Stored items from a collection
*** Block opens ***
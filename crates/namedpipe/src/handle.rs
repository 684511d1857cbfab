use std::fs::File;
use std::path::{Path, PathBuf};
use std::sync::atomic::{AtomicBool, Ordering};
use std::sync::{Mutex, MutexGuard, PoisonError};

use bytes::Bytes;
use namedpipe_data::{DataConfig, DataError, DataReader, DataWriter};
use tracing::{debug, info, warn};

use crate::error::{PipeError, Result};
use crate::options::{CreationMode, Direction, PipeOptions, PipeState};

#[cfg(unix)]
use crate::lock::CreationLock;

/// Per-direction stream slot: `Unopened → Open → Closed`, never backwards.
enum Slot<T> {
    Unopened,
    Open(T),
    Closed,
}

impl<T> Slot<T> {
    fn state(&self) -> PipeState {
        match self {
            Slot::Unopened => PipeState::Unopened,
            Slot::Open(_) => PipeState::Open,
            Slot::Closed => PipeState::Closed,
        }
    }
}

fn lock<T>(mutex: &Mutex<T>) -> MutexGuard<'_, T> {
    mutex.lock().unwrap_or_else(PoisonError::into_inner)
}

/// A Unix named pipe (FIFO) owned as a typed byte-stream resource.
///
/// Construction runs the creation/validation protocol under an
/// inter-process creation lock. The read and write streams are opened
/// lazily, on the first operation in their direction, and cached for the
/// handle's remaining lifetime; per standard FIFO semantics, opening one
/// direction blocks until a peer opens the other. [`close`](Self::close)
/// tears down whatever was opened and, if configured, removes the
/// filesystem entry; it also runs on drop.
///
/// The two directions are independently locked, so one thread may drive
/// writes while another drives reads on the same handle (via `Arc`).
pub struct PipeHandle {
    path: PathBuf,
    delete_on_close: bool,
    creation_mode: CreationMode,
    data_config: DataConfig,
    closed: AtomicBool,
    reader: Mutex<Slot<DataReader<File>>>,
    writer: Mutex<Slot<DataWriter<File>>>,
}

impl PipeHandle {
    /// Create a FIFO at `path` with default options.
    ///
    /// Fails with `PathAlreadyExists` if the path is taken; see
    /// [`PipeOptions`] for open-existing and overwrite behavior.
    pub fn create(path: impl AsRef<Path>) -> Result<Self> {
        Self::create_with(path, PipeOptions::default())
    }

    /// Create or open a FIFO at `path` per `options`.
    ///
    /// The existence check and any creation run under an advisory
    /// inter-process lock on a sibling `<path>.lock` file, so concurrent
    /// constructions targeting the same path serialize instead of racing.
    #[cfg(unix)]
    pub fn create_with(path: impl AsRef<Path>, options: PipeOptions) -> Result<Self> {
        use std::os::unix::fs::FileTypeExt;

        let path = path.as_ref().to_path_buf();

        let creation_mode = {
            let _lock = CreationLock::acquire(&path).map_err(|source| {
                PipeError::LockUnavailable {
                    path: CreationLock::lock_path(&path),
                    source,
                }
            })?;

            match std::fs::symlink_metadata(&path) {
                Ok(metadata) => {
                    // open_existing wins over overwrite_existing by design:
                    // opening intent beats destructive intent.
                    if options.open_existing {
                        if !metadata.file_type().is_fifo() {
                            return Err(PipeError::ExistingEntryNotAPipe { path });
                        }
                        debug!(?path, "reusing existing FIFO");
                        CreationMode::OpenExisting
                    } else if !options.overwrite_existing {
                        return Err(PipeError::PathAlreadyExists { path });
                    } else {
                        std::fs::remove_file(&path).map_err(|source| {
                            PipeError::CreationFailed {
                                path: path.clone(),
                                source,
                            }
                        })?;
                        options.creator.create(&path, options.mode).map_err(|source| {
                            PipeError::CreationFailed {
                                path: path.clone(),
                                source,
                            }
                        })?;
                        info!(?path, "replaced existing entry with new FIFO");
                        CreationMode::CreateOrOverwrite
                    }
                }
                Err(err) if err.kind() == std::io::ErrorKind::NotFound => {
                    options.creator.create(&path, options.mode).map_err(|source| {
                        PipeError::CreationFailed {
                            path: path.clone(),
                            source,
                        }
                    })?;
                    info!(?path, "created FIFO");
                    CreationMode::CreateNew
                }
                Err(source) => return Err(PipeError::CreationFailed { path, source }),
            }
            // _lock drops here, before any stream can be opened
        };

        Ok(Self {
            path,
            delete_on_close: options.delete_on_close,
            creation_mode,
            data_config: options.data_config,
            closed: AtomicBool::new(false),
            reader: Mutex::new(Slot::Unopened),
            writer: Mutex::new(Slot::Unopened),
        })
    }

    /// FIFO special files only exist on Unix-like systems.
    #[cfg(not(unix))]
    pub fn create_with(_path: impl AsRef<Path>, _options: PipeOptions) -> Result<Self> {
        Err(PipeError::UnsupportedPlatform)
    }

    /// The path of the FIFO special file.
    pub fn path(&self) -> &Path {
        &self.path
    }

    /// How this handle came to refer to its FIFO. Diagnostics only.
    pub fn creation_mode(&self) -> CreationMode {
        self.creation_mode
    }

    /// Whether `close` removes the filesystem entry.
    pub fn delete_on_close(&self) -> bool {
        self.delete_on_close
    }

    /// Lifecycle state of the read direction.
    pub fn read_state(&self) -> PipeState {
        lock(&self.reader).state()
    }

    /// Lifecycle state of the write direction.
    pub fn write_state(&self) -> PipeState {
        lock(&self.writer).state()
    }

    /// Whether `close` has completed at least once.
    pub fn is_closed(&self) -> bool {
        self.closed.load(Ordering::SeqCst)
    }

    /// Run `f` against the read stream, opening it first if necessary.
    ///
    /// The first call blocks until a writer opens the other end of the
    /// FIFO. Fails with `UseAfterClose` once the handle is closed.
    pub fn with_reader<R>(
        &self,
        f: impl FnOnce(&mut DataReader<File>) -> std::result::Result<R, DataError>,
    ) -> Result<R> {
        let mut slot = lock(&self.reader);
        let reader = self.ensure_reader(&mut slot)?;
        f(reader).map_err(PipeError::from)
    }

    /// Run `f` against the write stream, opening it first if necessary.
    ///
    /// The first call blocks until a reader opens the other end of the
    /// FIFO. Fails with `UseAfterClose` once the handle is closed.
    pub fn with_writer<R>(
        &self,
        f: impl FnOnce(&mut DataWriter<File>) -> std::result::Result<R, DataError>,
    ) -> Result<R> {
        let mut slot = lock(&self.writer);
        let writer = self.ensure_writer(&mut slot)?;
        f(writer).map_err(PipeError::from)
    }

    fn ensure_reader<'a>(
        &self,
        slot: &'a mut Slot<DataReader<File>>,
    ) -> Result<&'a mut DataReader<File>> {
        if let Slot::Closed = slot {
            return Err(PipeError::UseAfterClose {
                direction: Direction::Read,
            });
        }
        if let Slot::Unopened = slot {
            debug!(path = ?self.path, "opening read stream");
            let file = File::open(&self.path).map_err(|source| PipeError::StreamOpenFailed {
                direction: Direction::Read,
                path: self.path.clone(),
                source,
            })?;
            *slot = Slot::Open(DataReader::with_config(file, self.data_config.clone()));
        }
        match slot {
            Slot::Open(reader) => Ok(reader),
            _ => unreachable!("slot was just opened"),
        }
    }

    fn ensure_writer<'a>(
        &self,
        slot: &'a mut Slot<DataWriter<File>>,
    ) -> Result<&'a mut DataWriter<File>> {
        if let Slot::Closed = slot {
            return Err(PipeError::UseAfterClose {
                direction: Direction::Write,
            });
        }
        if let Slot::Unopened = slot {
            debug!(path = ?self.path, "opening write stream");
            let file = std::fs::OpenOptions::new()
                .write(true)
                .open(&self.path)
                .map_err(|source| PipeError::StreamOpenFailed {
                    direction: Direction::Write,
                    path: self.path.clone(),
                    source,
                })?;
            *slot = Slot::Open(DataWriter::with_config(file, self.data_config.clone()));
        }
        match slot {
            Slot::Open(writer) => Ok(writer),
            _ => unreachable!("slot was just opened"),
        }
    }

    /// Close the handle: tear down opened streams and, if configured,
    /// remove the filesystem entry.
    ///
    /// Idempotent — later calls are no-ops returning `Ok(())`. The write
    /// side is torn down first so a peer blocked in a read sees EOF.
    /// Directions never opened transition straight to `Closed` without
    /// touching the OS. A deletion failure is reported but never masks the
    /// stream closure that already happened.
    pub fn close(&self) -> Result<()> {
        if self.closed.swap(true, Ordering::SeqCst) {
            return Ok(());
        }

        let mut first_error: Option<PipeError> = None;

        {
            let mut slot = lock(&self.writer);
            if let Slot::Open(mut writer) = std::mem::replace(&mut *slot, Slot::Closed) {
                if let Err(err) = writer.flush() {
                    warn!(path = ?self.path, error = %err, "flush during close failed");
                    first_error.get_or_insert(PipeError::from(err));
                }
                debug!(path = ?self.path, "closed write stream");
            }
        }
        {
            let mut slot = lock(&self.reader);
            if let Slot::Open(_) = std::mem::replace(&mut *slot, Slot::Closed) {
                debug!(path = ?self.path, "closed read stream");
            }
        }

        if self.delete_on_close {
            match std::fs::remove_file(&self.path) {
                Ok(()) => debug!(path = ?self.path, "removed FIFO"),
                // Already absent: the post-close contract (entry gone) holds.
                Err(err) if err.kind() == std::io::ErrorKind::NotFound => {}
                Err(source) => {
                    warn!(path = ?self.path, error = %source, "failed to remove FIFO during close");
                    first_error.get_or_insert(PipeError::DeletionFailed {
                        path: self.path.clone(),
                        source,
                    });
                }
            }
        }

        match first_error {
            None => Ok(()),
            Some(err) => Err(err),
        }
    }

    /// Flush the write stream if it is open; a no-op if it was never opened.
    pub fn flush(&self) -> Result<()> {
        let mut slot = lock(&self.writer);
        match &mut *slot {
            Slot::Open(writer) => writer.flush().map_err(PipeError::from),
            Slot::Unopened => Ok(()),
            Slot::Closed => Err(PipeError::UseAfterClose {
                direction: Direction::Write,
            }),
        }
    }

    // Typed reads — routed to the lazily opened read stream.

    pub fn read_u8(&self) -> Result<u8> {
        self.with_reader(|r| r.read_u8())
    }

    pub fn read_i8(&self) -> Result<i8> {
        self.with_reader(|r| r.read_i8())
    }

    pub fn read_u16(&self) -> Result<u16> {
        self.with_reader(|r| r.read_u16())
    }

    pub fn read_i16(&self) -> Result<i16> {
        self.with_reader(|r| r.read_i16())
    }

    pub fn read_u32(&self) -> Result<u32> {
        self.with_reader(|r| r.read_u32())
    }

    pub fn read_i32(&self) -> Result<i32> {
        self.with_reader(|r| r.read_i32())
    }

    pub fn read_u64(&self) -> Result<u64> {
        self.with_reader(|r| r.read_u64())
    }

    pub fn read_i64(&self) -> Result<i64> {
        self.with_reader(|r| r.read_i64())
    }

    pub fn read_f32(&self) -> Result<f32> {
        self.with_reader(|r| r.read_f32())
    }

    pub fn read_f64(&self) -> Result<f64> {
        self.with_reader(|r| r.read_f64())
    }

    pub fn read_bool(&self) -> Result<bool> {
        self.with_reader(|r| r.read_bool())
    }

    pub fn read_text(&self) -> Result<String> {
        self.with_reader(|r| r.read_text())
    }

    pub fn read_blob(&self) -> Result<Bytes> {
        self.with_reader(|r| r.read_blob())
    }

    pub fn read_bytes(&self, buf: &mut [u8]) -> Result<()> {
        self.with_reader(|r| r.read_bytes(buf))
    }

    pub fn read_range(&self, buf: &mut [u8], off: usize, len: usize) -> Result<()> {
        self.with_reader(|r| r.read_range(buf, off, len))
    }

    pub fn skip(&self, n: usize) -> Result<()> {
        self.with_reader(|r| r.skip(n))
    }

    // Typed writes — routed to the lazily opened write stream.

    pub fn write_u8(&self, v: u8) -> Result<()> {
        self.with_writer(|w| w.write_u8(v))
    }

    pub fn write_i8(&self, v: i8) -> Result<()> {
        self.with_writer(|w| w.write_i8(v))
    }

    pub fn write_u16(&self, v: u16) -> Result<()> {
        self.with_writer(|w| w.write_u16(v))
    }

    pub fn write_i16(&self, v: i16) -> Result<()> {
        self.with_writer(|w| w.write_i16(v))
    }

    pub fn write_u32(&self, v: u32) -> Result<()> {
        self.with_writer(|w| w.write_u32(v))
    }

    pub fn write_i32(&self, v: i32) -> Result<()> {
        self.with_writer(|w| w.write_i32(v))
    }

    pub fn write_u64(&self, v: u64) -> Result<()> {
        self.with_writer(|w| w.write_u64(v))
    }

    pub fn write_i64(&self, v: i64) -> Result<()> {
        self.with_writer(|w| w.write_i64(v))
    }

    pub fn write_f32(&self, v: f32) -> Result<()> {
        self.with_writer(|w| w.write_f32(v))
    }

    pub fn write_f64(&self, v: f64) -> Result<()> {
        self.with_writer(|w| w.write_f64(v))
    }

    pub fn write_bool(&self, v: bool) -> Result<()> {
        self.with_writer(|w| w.write_bool(v))
    }

    pub fn write_text(&self, text: &str) -> Result<()> {
        self.with_writer(|w| w.write_text(text))
    }

    pub fn write_blob(&self, blob: &[u8]) -> Result<()> {
        self.with_writer(|w| w.write_blob(blob))
    }

    pub fn write_bytes(&self, bytes: &[u8]) -> Result<()> {
        self.with_writer(|w| w.write_bytes(bytes))
    }

    pub fn write_range(&self, bytes: &[u8], off: usize, len: usize) -> Result<()> {
        self.with_writer(|w| w.write_range(bytes, off, len))
    }
}

impl Drop for PipeHandle {
    fn drop(&mut self) {
        if let Err(err) = self.close() {
            warn!(path = ?self.path, error = %err, "close during drop failed");
        }
    }
}

impl std::fmt::Debug for PipeHandle {
    fn fmt(&self, f: &mut std::fmt::Formatter<'_>) -> std::fmt::Result {
        f.debug_struct("PipeHandle")
            .field("path", &self.path)
            .field("creation_mode", &self.creation_mode)
            .field("delete_on_close", &self.delete_on_close)
            .field("read_state", &self.read_state())
            .field("write_state", &self.write_state())
            .finish()
    }
}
*** Block closes ***
Work required: Write out every line of the data that holds the word "never".

Output of the task:
/// Per-direction stream slot: `Unopened → Open → Closed`, never backwards.
    /// Directions never opened transition straight to `Closed` without
    /// touching the OS. A deletion failure is reported but never masks the
    /// Flush the write stream if it is open; a no-op if it was never opened.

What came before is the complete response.